Eastbank Hospital was a health facility in Kirkwall, capital of the Orkney Islands. The hospital was managed by NHS Scotland until its closure in March 2000.

==History==
Eastbank Hospital opened in 1937, in a Georgian style house on East Road, East Kirkwall. The house, known as Eastbank House, was purchased by Mr. Ferguson who converted it into an infectious diseases hospital, to replace the former Scapa Infectious Diseases Hospital at Scapa. Over time, the hospital had to adapt to meet the needs of patients who were recovering from alcoholism, had mental illnesses, or elderly patients who suffered from dementia. As the amount of patients at Eastbank increased, the hospital was extended rapidly in the 1960s in order to accommodate them.

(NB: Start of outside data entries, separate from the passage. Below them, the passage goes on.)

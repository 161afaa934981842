//! Configuration system for Trellis.

use serde::Deserialize;

use crate::error::TrellisError;

/// Top-level Trellis configuration.
#[derive(Debug, Clone, Deserialize)]
#[serde(default)]
pub struct TrellisConfig {
    pub server: ServerConfig,
    pub session: SessionConfig,
}

impl Default for TrellisConfig {
    fn default() -> Self {
        Self {
            server: ServerConfig::default(),
            session: SessionConfig::default(),
        }
    }
}

impl TrellisConfig {
    /// Load configuration from a TOML file, with environment variable
    /// overrides.
    ///
    /// Environment variables use the `TRELLIS_` prefix and `_` separators.
    /// E.g. `TRELLIS_SERVER_PORT=50001`.
    pub fn load(path: Option<&str>) -> Result<Self, TrellisError> {
        let mut config = if let Some(path) = path {
            let contents = std::fs::read_to_string(path).map_err(|e| {
                TrellisError::InvalidConfig(format!("failed to read config file '{path}': {e}"))
            })?;
            toml::from_str::<TrellisConfig>(&contents).map_err(|e| {
                TrellisError::InvalidConfig(format!("failed to parse config: {e}"))
            })?
        } else {
            TrellisConfig::default()
        };

        config.apply_env_overrides();
        config.validate()?;
        Ok(config)
    }

    fn apply_env_overrides(&mut self) {
        if let Ok(v) = std::env::var("TRELLIS_SERVER_PORT") {
            if let Ok(port) = v.parse() {
                self.server.port = port;
            }
        }
        if let Ok(v) = std::env::var("TRELLIS_SERVER_BIND_ADDRESS") {
            self.server.bind_address = v;
        }
        if let Ok(v) = std::env::var("TRELLIS_SESSION_IDLE_TIMEOUT_MS") {
            if let Ok(ms) = v.parse() {
                self.session.idle_timeout_ms = ms;
            }
        }
        if let Ok(v) = std::env::var("TRELLIS_SESSION_MAX_LINE_BYTES") {
            if let Ok(n) = v.parse() {
                self.session.max_line_bytes = n;
            }
        }
    }

    pub fn validate(&self) -> Result<(), TrellisError> {
        if self.server.port == 0 {
            return Err(TrellisError::InvalidConfig(
                "server.port must be > 0".into(),
            ));
        }
        if self.session.idle_timeout_ms == 0 {
            return Err(TrellisError::InvalidConfig(
                "session.idle_timeout_ms must be > 0".into(),
            ));
        }
        if self.session.max_line_bytes == 0 {
            return Err(TrellisError::InvalidConfig(
                "session.max_line_bytes must be > 0".into(),
            ));
        }
        Ok(())
    }
}

#[derive(Debug, Clone, Deserialize)]
#[serde(default)]
pub struct ServerConfig {
    pub bind_address: String,
    pub port: u16,
}

impl Default for ServerConfig {
    fn default() -> Self {
        Self {
            bind_address: "0.0.0.0".into(),
            port: 50_000,
        }
    }
}

#[derive(Debug, Clone, Deserialize)]
#[serde(default)]
pub struct SessionConfig {
    /// How long a session may stay silent before the server says goodbye.
    pub idle_timeout_ms: u64,
    /// Upper bound on a single command line, terminator included.
    pub max_line_bytes: usize,
}

impl Default for SessionConfig {
    fn default() -> Self {
        Self {
            idle_timeout_ms: 30_000,
            max_line_bytes: 64 * 1024,
        }
    }
}
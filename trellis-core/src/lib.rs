//! Shared foundation for the Trellis graph server: core types, the error
//! enum, and the configuration system.

pub mod config;
pub mod error;
pub mod types;
//! Newline-delimited line codec.
//!
//! Reassembles complete command lines out of a byte stream with no
//! alignment guarantees, via `tokio_util::codec`. Inbound lines may end in
//! `\n` or `\r\n`; outbound lines always get a single `\n`.

use std::io;

use bytes::{BufMut, BytesMut};
use tokio_util::codec::{Decoder, Encoder};

const DEFAULT_MAX_LINE_BYTES: usize = 64 * 1024;

/// Tokio codec for line encode/decode.
pub struct LineCodec {
    max_line_bytes: usize,
}

impl LineCodec {
    /// Create a codec with the default 64 KB line budget.
    pub fn new() -> Self {
        Self {
            max_line_bytes: DEFAULT_MAX_LINE_BYTES,
        }
    }

    /// Create a codec with a custom line budget (in bytes, terminator
    /// included).
    pub fn with_max_line_bytes(max_bytes: usize) -> Self {
        Self {
            max_line_bytes: max_bytes,
        }
    }
}

impl Default for LineCodec {
    fn default() -> Self {
        Self::new()
    }
}

impl Decoder for LineCodec {
    type Item = String;
    type Error = io::Error;

    fn decode(&mut self, src: &mut BytesMut) -> Result<Option<String>, io::Error> {
        match src.iter().position(|&b| b == b'\n') {
            Some(pos) => {
                if pos + 1 > self.max_line_bytes {
                    return Err(io::Error::new(
                        io::ErrorKind::InvalidData,
                        format!("line exceeds {} bytes", self.max_line_bytes),
                    ));
                }
                let mut line = src.split_to(pos + 1);
                line.truncate(pos);
                if line.last() == Some(&b'\r') {
                    line.truncate(line.len() - 1);
                }
                let text = std::str::from_utf8(&line)
                    .map_err(|_| {
                        io::Error::new(io::ErrorKind::InvalidData, "line is not valid UTF-8")
                    })?
                    .to_string();
                Ok(Some(text))
            }
            None => {
                if src.len() >= self.max_line_bytes {
                    return Err(io::Error::new(
                        io::ErrorKind::InvalidData,
                        format!("line exceeds {} bytes", self.max_line_bytes),
                    ));
                }
                // Not a full line yet -- reserve a bit more space.
                src.reserve(256);
                Ok(None)
            }
        }
    }
}

impl<T: AsRef<str>> Encoder<T> for LineCodec {
    type Error = io::Error;

    fn encode(&mut self, item: T, dst: &mut BytesMut) -> Result<(), io::Error> {
        let line = item.as_ref();
        dst.reserve(line.len() + 1);
        dst.put_slice(line.as_bytes());
        dst.put_u8(b'\n');
        Ok(())
    }
}
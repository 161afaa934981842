//! Core type definitions for Trellis.

use compact_str::CompactString;

/// A node identifier as it appears on the wire: a short token matching
/// `[A-Za-z0-9/-]+`.
pub type NodeName = CompactString;

/// Weight of a single directed edge (non-negative).
pub type Weight = u64;

/// A duration in milliseconds, as reported in session farewells.
pub type Millis = u64;
//! Graph topology storage: node map to outgoing adjacency to parallel
//! edge weights.

use std::collections::HashMap;

use smallvec::SmallVec;

use trellis_core::error::{TrellisError, TrellisResult};
use trellis_core::types::{NodeName, Weight};

use crate::dijkstra;

/// Parallel edge weights for one (source, target) pair, in insertion order.
pub type EdgeWeights = SmallVec<[Weight; 4]>;

/// Outgoing adjacency of a single node.
pub type Adjacency = HashMap<NodeName, EdgeWeights>;

/// In-memory directed weighted multigraph.
///
/// Invariant: every name appearing as an adjacency target is also a
/// top-level node key. Operations validate existence before mutating, so
/// the invariant never needs repair after the fact.
pub struct GraphStore {
    nodes: HashMap<NodeName, Adjacency>,
}

impl GraphStore {
    pub fn new() -> Self {
        Self {
            nodes: HashMap::new(),
        }
    }

    pub fn contains(&self, name: &str) -> bool {
        self.nodes.contains_key(name)
    }

    pub fn node_count(&self) -> usize {
        self.nodes.len()
    }

    pub fn edge_count(&self) -> usize {
        self.nodes
            .values()
            .map(|adjacency| adjacency.values().map(|weights| weights.len()).sum::<usize>())
            .sum()
    }

    /// All node names, in no particular order. Every one of them gets a
    /// record in a resolver run.
    pub fn node_names(&self) -> impl Iterator<Item = &NodeName> {
        self.nodes.keys()
    }

    /// Outgoing adjacency of a node, if it exists.
    pub fn adjacency(&self, name: &str) -> Option<&Adjacency> {
        self.nodes.get(name)
    }

    pub fn add_node(&mut self, name: NodeName) -> TrellisResult<()> {
        if self.nodes.contains_key(&name) {
            return Err(TrellisError::NodeAlreadyExists(name));
        }
        self.nodes.insert(name, Adjacency::new());
        Ok(())
    }

    /// Remove a node together with its outgoing edges, and strip it as a
    /// target from every other node's adjacency.
    pub fn remove_node(&mut self, name: &str) -> TrellisResult<()> {
        if self.nodes.remove(name).is_none() {
            return Err(TrellisError::NodeNotFound(NodeName::from(name)));
        }
        for adjacency in self.nodes.values_mut() {
            adjacency.remove(name);
        }
        Ok(())
    }

    /// Append one more parallel edge from `source` to `target`. Self-loops
    /// and duplicate weights are permitted.
    pub fn add_edge(&mut self, source: &str, target: &str, weight: Weight) -> TrellisResult<()> {
        self.validate_exists(source)?;
        self.validate_exists(target)?;
        let adjacency = self
            .nodes
            .get_mut(source)
            .ok_or_else(|| TrellisError::NodeNotFound(NodeName::from(source)))?;
        adjacency
            .entry(NodeName::from(target))
            .or_default()
            .push(weight);
        Ok(())
    }

    /// Remove the whole parallel family from `source` to `target`. Removing
    /// a pair with no edges is not an error as long as both nodes exist.
    pub fn remove_edges(&mut self, source: &str, target: &str) -> TrellisResult<()> {
        self.validate_exists(source)?;
        self.validate_exists(target)?;
        if let Some(adjacency) = self.nodes.get_mut(source) {
            adjacency.remove(target);
        }
        Ok(())
    }

    /// Shortest directed distance from `source` to `target`, or `None` when
    /// unreachable. Both endpoints must exist.
    pub fn shortest_path(&self, source: &str, target: &str) -> TrellisResult<Option<Weight>> {
        self.validate_exists(source)?;
        self.validate_exists(target)?;
        Ok(dijkstra::shortest_path(self, source, target))
    }

    /// Nodes other than `source` within a strict distance bound, including
    /// intermediates on the qualifying shortest paths. Unsorted; display
    /// ordering belongs to the protocol layer.
    pub fn closer_than(&self, threshold: Weight, source: &str) -> TrellisResult<Vec<NodeName>> {
        self.validate_exists(source)?;
        Ok(dijkstra::closer_than(self, threshold, source))
    }

    fn validate_exists(&self, name: &str) -> TrellisResult<()> {
        if self.nodes.contains_key(name) {
            Ok(())
        } else {
            Err(TrellisError::NodeNotFound(NodeName::from(name)))
        }
    }
}

impl Default for GraphStore {
    fn default() -> Self {
        Self::new()
    }
}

In December 1977, Eastbank House was listed as a category C listed building by Historic Scotland.

==Closure==
In March 2000, the Macmillan House ward was moved to the larger Balfour Hospital in South Kirkwall, which made Eastbank Hospital redundant, and a decision was taken by NHS Scotland to shut Eastbank Hospital that same year, despite protests about the facility's closure and the moving of patients to Balfour Hospital. After the closure of the hospital, several of the buildings were sold off and became housing. Eastbank House became a hostel, and the 1960s developments became a Christian Growth Centre and youth centre for East Kirkwall, known as The Life Centre.